## [EXERCISE]
Count every line in the following listing that contains "unescaped", then report that count with nothing added.

Content starts

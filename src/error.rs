//! The closed set of failures this tokenizer can report.

use crate::token::TokenKind;

/// Everything that can go wrong while tokenizing, plus the position it
/// happened at.
///
/// Every variant is terminal for the stream it was raised on: once `self`
/// is populated, further calls to [`Tokenizer::read`][crate::Tokenizer::read]
/// are not guaranteed to make progress until
/// [`clear_error`][crate::Tokenizer::clear_error] is called.
#[derive(Clone, Debug, Eq, PartialEq, thiserror::Error)]
#[error("[Line {line}, Column {column}] {kind}")]
pub struct Error {
    /// 1-based line the error was detected on.
    pub line: usize,
    /// 1-based column the error was detected on.
    pub column: usize,
    /// What went wrong.
    pub kind: ErrorKind,
}

impl Error {
    pub(crate) fn new(line: usize, column: usize, kind: ErrorKind) -> Self {
        Error { line, column, kind }
    }
}

/// A single failure kind, grouped below into the seven families the
/// design falls into: structural, lexical, numeric grammar, literal
/// mismatch, trailing-comma policy, incomplete-on-final-block, and
/// misuse of accessors.
#[derive(Clone, Debug, Eq, PartialEq, thiserror::Error)]
pub enum ErrorKind {
    // --- structural ---
    #[error("object depth of {max_depth} exceeded")]
    ObjectDepthTooLarge { max_depth: usize },
    #[error("array depth of {max_depth} exceeded")]
    ArrayDepthTooLarge { max_depth: usize },
    #[error("expected end of document but depth was not zero")]
    ZeroDepthAtEnd,
    #[error("found invalid character '{found}' when expecting a value, comma, or closing bracket")]
    FoundInvalidCharacter { found: char },
    #[error("expected a JSON value, object, or array but found nothing")]
    ExpectedJsonTokens,
    #[error("expected the start of a property name but it was not found")]
    ExpectedStartOfPropertyNotFound,
    #[error("expected the start of a value but it was not found")]
    ExpectedStartOfValueNotFound,
    #[error("expected the end of the document after a single JSON value")]
    ExpectedEndAfterSingleJson,

    // --- lexical ---
    #[error("invalid escape character '{found}' inside string")]
    InvalidEscapeCharacterWithinString { found: char },
    #[error("invalid hex digit '{found}' within \\u escape")]
    InvalidHexCharacterWithinString { found: char },
    #[error("control character 0x{byte:02x} is not allowed inside a string")]
    ControlCharacterWithinString { byte: u8 },
    #[error("lone UTF-16 surrogate in \\u escape is not a valid Unicode scalar value")]
    InvalidUnicodeEscape,

    // --- numeric grammar ---
    #[error("a leading zero must not be followed by another digit")]
    ExpectedNoLeadingZero,
    #[error("expected a digit after '-'")]
    ExpectedDigitAfterSign,
    #[error("expected a digit after the decimal point")]
    ExpectedDigitAfterDecimalPoint,
    #[error("expected a digit after the exponent character")]
    ExpectedDigitAfterExponent,
    #[error("expected whitespace or a delimiter after the number but found '{found}'")]
    ExpectedEndOfDigitNotFound { found: char },

    // --- literal mismatch ---
    #[error("expected the literal 'true'")]
    ExpectedTrue,
    #[error("expected the literal 'false'")]
    ExpectedFalse,
    #[error("expected the literal 'null'")]
    ExpectedNull,

    // --- trailing-comma policy ---
    #[error("a trailing comma before '}}' is not allowed")]
    TrailingCommaNotAllowedBeforeObjectEnd,
    #[error("a trailing comma before ']' is not allowed")]
    TrailingCommaNotAllowedBeforeArrayEnd,

    // --- incomplete on final block ---
    #[error("the end of the string was not found before the end of the document")]
    EndOfStringNotFound,
    #[error("the end of the comment was not found before the end of the document")]
    EndOfCommentNotFound,
    #[error("expected a digit but found the end of the document")]
    RequiredDigitNotFoundEndOfData,
    #[error("expected a value after the property name but found the end of the document")]
    ExpectedValueAfterPropertyNotFound,
    #[error("an unescaped line separator (U+2028/U+2029) is not allowed in a line comment")]
    UnexpectedEndOfLineSeparator,

    // --- misuse of accessors ---
    #[error("expected the current token to be of kind {expected} but it was {actual}")]
    InvalidOperationExpectedKind {
        expected: TokenKind,
        actual: TokenKind,
    },
    #[error("cannot skip past a token boundary without the final block")]
    CannotSkipOnPartial,
    #[error("the nesting stack could not grow: out of memory")]
    OutOfMemory,
    #[error("number token does not fit in the requested numeric type")]
    NumberOutOfRange,
}

impl From<crate::bitstack::BitStackOom> for ErrorKind {
    fn from(_: crate::bitstack::BitStackOom) -> Self {
        ErrorKind::OutOfMemory
    }
}
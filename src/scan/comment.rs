//! `//` and `/* */` comment scanning.
//!
//! Assumes `cursor` is positioned on the first `/` of the comment opener;
//! the tokenizer only calls into this module once it has already decided
//! the grammar permits a comment here.

use crate::cursor::Cursor;
use crate::error::ErrorKind;
use crate::scan::ScanOutcome;

/// Span of a scanned comment (including the `//`/`/* */` delimiters),
/// relative to the whole buffer.
pub(crate) struct CommentScan {
    pub start: usize,
    pub end: usize,
}

pub(crate) fn scan_comment(
    buffer: &[u8],
    cursor: &mut Cursor,
    is_final: bool,
) -> Result<ScanOutcome<CommentScan>, ErrorKind> {
    let start = *cursor;
    let comment_start = cursor.consumed;

    cursor.advance(b'/');
    let Some(second) = cursor.peek(buffer) else {
        if is_final {
            return Err(ErrorKind::EndOfCommentNotFound);
        }
        *cursor = start;
        return Ok(ScanOutcome::NeedMore);
    };

    match second {
        b'/' => {
            cursor.advance(second);
            scan_line_comment(buffer, cursor, is_final, start, comment_start)
        }
        b'*' => {
            cursor.advance(second);
            scan_block_comment(buffer, cursor, is_final, start, comment_start)
        }
        found => Err(ErrorKind::FoundInvalidCharacter {
            found: found as char,
        }),
    }
}

fn scan_line_comment(
    buffer: &[u8],
    cursor: &mut Cursor,
    is_final: bool,
    start: Cursor,
    comment_start: usize,
) -> Result<ScanOutcome<CommentScan>, ErrorKind> {
    loop {
        let Some(byte) = cursor.peek(buffer) else {
            // A final, unterminated line comment simply ends at EOF; that
            // is not an error, unlike a block comment.
            if !is_final {
                *cursor = start;
                return Ok(ScanOutcome::NeedMore);
            }
            return Ok(ScanOutcome::Done(CommentScan {
                start: comment_start,
                end: cursor.consumed,
            }));
        };
        match byte {
            b'\n' => {
                let end = cursor.consumed;
                cursor.advance(byte);
                return Ok(ScanOutcome::Done(CommentScan {
                    start: comment_start,
                    end,
                }));
            }
            b'\r' => {
                let end = cursor.consumed;
                cursor.advance(byte);
                if cursor.peek(buffer) == Some(b'\n') {
                    cursor.advance(b'\n');
                }
                return Ok(ScanOutcome::Done(CommentScan {
                    start: comment_start,
                    end,
                }));
            }
            _ => {
                if is_line_separator(buffer, cursor.consumed) {
                    return Err(ErrorKind::UnexpectedEndOfLineSeparator);
                }
                cursor.advance(byte);
            }
        }
    }
}

fn scan_block_comment(
    buffer: &[u8],
    cursor: &mut Cursor,
    is_final: bool,
    start: Cursor,
    comment_start: usize,
) -> Result<ScanOutcome<CommentScan>, ErrorKind> {
    loop {
        let Some(byte) = cursor.peek(buffer) else {
            if is_final {
                return Err(ErrorKind::EndOfCommentNotFound);
            }
            *cursor = start;
            return Ok(ScanOutcome::NeedMore);
        };
        if byte == b'*' {
            cursor.advance(byte);
            if cursor.peek(buffer) == Some(b'/') {
                cursor.advance(b'/');
                return Ok(ScanOutcome::Done(CommentScan {
                    start: comment_start,
                    end: cursor.consumed,
                }));
            }
            continue;
        }
        cursor.advance(byte);
    }
}

/// U+2028 (LINE SEPARATOR) and U+2029 (PARAGRAPH SEPARATOR) are each
/// encoded as the 3-byte UTF-8 sequences `E2 80 A8` / `E2 80 A9`. The
/// grammar disallows them unescaped inside a line comment.
fn is_line_separator(buffer: &[u8], index: usize) -> bool {
    match buffer.get(index..index + 3) {
        Some(bytes) => bytes == [0xE2, 0x80, 0xA8] || bytes == [0xE2, 0x80, 0xA9],
        None => false,
    }
}

#[cfg(test)]
mod tests {
    use super::*;

    fn scan(input: &str, is_final: bool) -> Result<(ScanOutcome<CommentScan>, usize), ErrorKind> {
        let buffer = input.as_bytes();
        let mut cursor = Cursor::new();
        let outcome = scan_comment(buffer, &mut cursor, is_final)?;
        Ok((outcome, cursor.consumed))
    }

    #[test]
    fn line_comment_terminated_by_lf() {
        let (outcome, consumed) = scan("// hi\nrest", true).unwrap();
        assert!(matches!(outcome, ScanOutcome::Done(_)));
        assert_eq!(consumed, 6);
    }

    #[test]
    fn line_comment_terminated_by_crlf() {
        let (outcome, consumed) = scan("// hi\r\nrest", true).unwrap();
        assert!(matches!(outcome, ScanOutcome::Done(_)));
        assert_eq!(consumed, 7);
    }

    #[test]
    fn line_comment_terminated_by_cr() {
        let (outcome, consumed) = scan("// hi\rrest", true).unwrap();
        assert!(matches!(outcome, ScanOutcome::Done(_)));
        assert_eq!(consumed, 6);
    }

    #[test]
    fn line_separator_in_line_comment_is_an_error() {
        let err = scan("// hi \u{2028} there\n", true).unwrap_err();
        assert!(matches!(err, ErrorKind::UnexpectedEndOfLineSeparator));
    }

    #[test]
    fn block_comment_requires_terminator() {
        let (outcome, _) = scan("/* hi */rest", true).unwrap();
        assert!(matches!(outcome, ScanOutcome::Done(_)));
    }

    #[test]
    fn unterminated_block_comment_on_final_is_an_error() {
        let err = scan("/* hi", true).unwrap_err();
        assert!(matches!(err, ErrorKind::EndOfCommentNotFound));
    }

    #[test]
    fn unterminated_block_comment_on_non_final_needs_more() {
        let (outcome, consumed) = scan("/* hi", false).unwrap();
        assert!(matches!(outcome, ScanOutcome::NeedMore));
        assert_eq!(consumed, 0);
    }
}
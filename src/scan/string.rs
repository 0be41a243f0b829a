//! String scanning: fast path for a clean string, slow path when an escape
//! or control byte forces character-by-character validation.

use crate::cursor::{char_at, Cursor};
use crate::error::ErrorKind;
use crate::scan::ScanOutcome;

/// Where a scanned string's content lives, relative to the whole buffer,
/// and whether it needed the validating slow path.
pub(crate) struct StringScan {
    pub content_start: usize,
    pub content_end: usize,
    pub escaped: bool,
}

/// Scan a string's content, assuming `cursor` is positioned just past the
/// opening `"`. On success, `cursor` is left just past the closing `"`.
pub(crate) fn scan_string(
    buffer: &[u8],
    cursor: &mut Cursor,
    is_final: bool,
) -> Result<ScanOutcome<StringScan>, ErrorKind> {
    let start = *cursor;
    let content_start = cursor.consumed;

    // Fast path: look for the first byte that forces the slow path.
    loop {
        let Some(byte) = cursor.peek(buffer) else {
            if is_final {
                return Err(ErrorKind::EndOfStringNotFound);
            }
            *cursor = start;
            return Ok(ScanOutcome::NeedMore);
        };
        if byte == b'"' {
            let content_end = cursor.consumed;
            cursor.advance(byte);
            return Ok(ScanOutcome::Done(StringScan {
                content_start,
                content_end,
                escaped: false,
            }));
        }
        if byte == b'\\' || byte < 0x20 {
            break;
        }
        cursor.advance(byte);
    }

    // Slow path: re-scan from content_start, validating escapes and
    // control bytes, until the closing unescaped quote. `start` is still
    // the cursor as it was at content_start, since nothing has committed
    // past that point yet.
    *cursor = start;

    loop {
        let Some(byte) = cursor.peek(buffer) else {
            if is_final {
                return Err(ErrorKind::EndOfStringNotFound);
            }
            *cursor = start;
            return Ok(ScanOutcome::NeedMore);
        };
        if byte == b'"' {
            let content_end = cursor.consumed;
            cursor.advance(byte);
            return Ok(ScanOutcome::Done(StringScan {
                content_start,
                content_end,
                escaped: true,
            }));
        }
        if byte == b'\\' {
            cursor.advance(byte);
            let Some(escape) = cursor.peek(buffer) else {
                if is_final {
                    return Err(ErrorKind::EndOfStringNotFound);
                }
                *cursor = start;
                return Ok(ScanOutcome::NeedMore);
            };
            match escape {
                b'"' | b'\\' | b'/' | b'b' | b'f' | b'n' | b'r' | b't' => {
                    cursor.advance(escape);
                }
                b'u' => {
                    cursor.advance(escape);
                    for _ in 0..4 {
                        let Some(hex) = cursor.peek(buffer) else {
                            if is_final {
                                return Err(ErrorKind::EndOfStringNotFound);
                            }
                            *cursor = start;
                            return Ok(ScanOutcome::NeedMore);
                        };
                        if !hex.is_ascii_hexdigit() {
                            return Err(ErrorKind::InvalidHexCharacterWithinString {
                                found: char_at(buffer, cursor.consumed),
                            });
                        }
                        cursor.advance(hex);
                    }
                }
                _other => {
                    return Err(ErrorKind::InvalidEscapeCharacterWithinString {
                        found: char_at(buffer, cursor.consumed),
                    });
                }
            }
            continue;
        }
        if byte < 0x20 {
            return Err(ErrorKind::ControlCharacterWithinString { byte });
        }
        cursor.advance(byte);
    }
}

#[cfg(test)]
mod tests {
    use super::*;

    fn scan(input: &str, is_final: bool) -> Result<(ScanOutcome<StringScan>, Cursor), ErrorKind> {
        let buffer = input.as_bytes();
        let mut cursor = Cursor::new();
        let outcome = scan_string(buffer, &mut cursor, is_final)?;
        Ok((outcome, cursor))
    }

    #[test]
    fn clean_string_fast_path() {
        let (outcome, cursor) = scan(r#"hello""#, true).unwrap();
        match outcome {
            ScanOutcome::Done(s) => {
                assert!(!s.escaped);
                assert_eq!(s.content_start, 0);
                assert_eq!(s.content_end, 5);
            }
            ScanOutcome::NeedMore => panic!("expected Done"),
        }
        assert_eq!(cursor.consumed, 6);
    }

    #[test]
    fn escaped_string_slow_path() {
        let (outcome, _) = scan(r#"a\nb""#, true).unwrap();
        match outcome {
            ScanOutcome::Done(s) => assert!(s.escaped),
            ScanOutcome::NeedMore => panic!("expected Done"),
        }
    }

    #[test]
    fn unicode_escape_requires_four_hex_digits() {
        let err = scan(r#"\u12"#, true).unwrap_err();
        assert!(matches!(err, ErrorKind::EndOfStringNotFound));
    }

    #[test]
    fn invalid_hex_digit_is_an_error() {
        let err = scan(r#"\u12zz""#, true).unwrap_err();
        assert!(matches!(err, ErrorKind::InvalidHexCharacterWithinString { .. }));
    }

    #[test]
    fn control_byte_is_an_error() {
        let err = scan("a\u{0}b\"", true).unwrap_err();
        assert!(matches!(err, ErrorKind::ControlCharacterWithinString { byte: 0 }));
    }

    #[test]
    fn needs_more_on_non_final_truncated_input() {
        let (outcome, _) = scan("hello", false).unwrap();
        assert!(matches!(outcome, ScanOutcome::NeedMore));
    }
}
//! Tokenizer configuration.

/// How `//` and `/* */` comments are treated.
#[derive(Clone, Copy, Debug, Eq, PartialEq, Default)]
pub enum CommentHandling {
    /// Any `/` outside a string is a lexical error.
    #[default]
    Disallow,
    /// Comments are scanned and their bytes counted toward line/column
    /// tracking, but no [`TokenKind::Comment`][crate::TokenKind::Comment]
    /// token is ever produced.
    Skip,
    /// Comments are surfaced as
    /// [`TokenKind::Comment`][crate::TokenKind::Comment] tokens.
    Allow,
}

/// Immutable configuration for a [`Tokenizer`][crate::Tokenizer], set once
/// at construction.
#[derive(Clone, Copy, Debug, Eq, PartialEq)]
pub struct TokenizerOptions {
    /// Maximum container nesting before `DepthTooLarge` fires on the next
    /// `{` or `[`. Defaults to 64.
    pub max_depth: usize,
    /// If set, a `,` immediately before `}` or `]` is accepted instead of
    /// raising a trailing-comma error.
    pub allow_trailing_commas: bool,
    /// If set, the top level may contain more than one value; otherwise
    /// any non-whitespace, non-comment byte after the first top-level
    /// value is `ExpectedEndAfterSingleJson`.
    pub allow_multiple_values: bool,
    /// See [`CommentHandling`].
    pub comment_handling: CommentHandling,
}

impl Default for TokenizerOptions {
    fn default() -> Self {
        TokenizerOptions {
            max_depth: 64,
            allow_trailing_commas: false,
            allow_multiple_values: false,
            comment_handling: CommentHandling::Disallow,
        }
    }
}

impl TokenizerOptions {
    /// Start from the defaults: `max_depth = 64`, trailing commas and
    /// multiple top-level values disallowed, comments disallowed.
    pub fn new() -> Self {
        Self::default()
    }

    pub fn with_max_depth(mut self, max_depth: usize) -> Self {
        self.max_depth = max_depth;
        self
    }

    pub fn with_trailing_commas(mut self, allow: bool) -> Self {
        self.allow_trailing_commas = allow;
        self
    }

    pub fn with_multiple_values(mut self, allow: bool) -> Self {
        self.allow_multiple_values = allow;
        self
    }

    pub fn with_comment_handling(mut self, handling: CommentHandling) -> Self {
        self.comment_handling = handling;
        self
    }
}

Content ends

## [SOLUTION TO THE EXERCISE]
3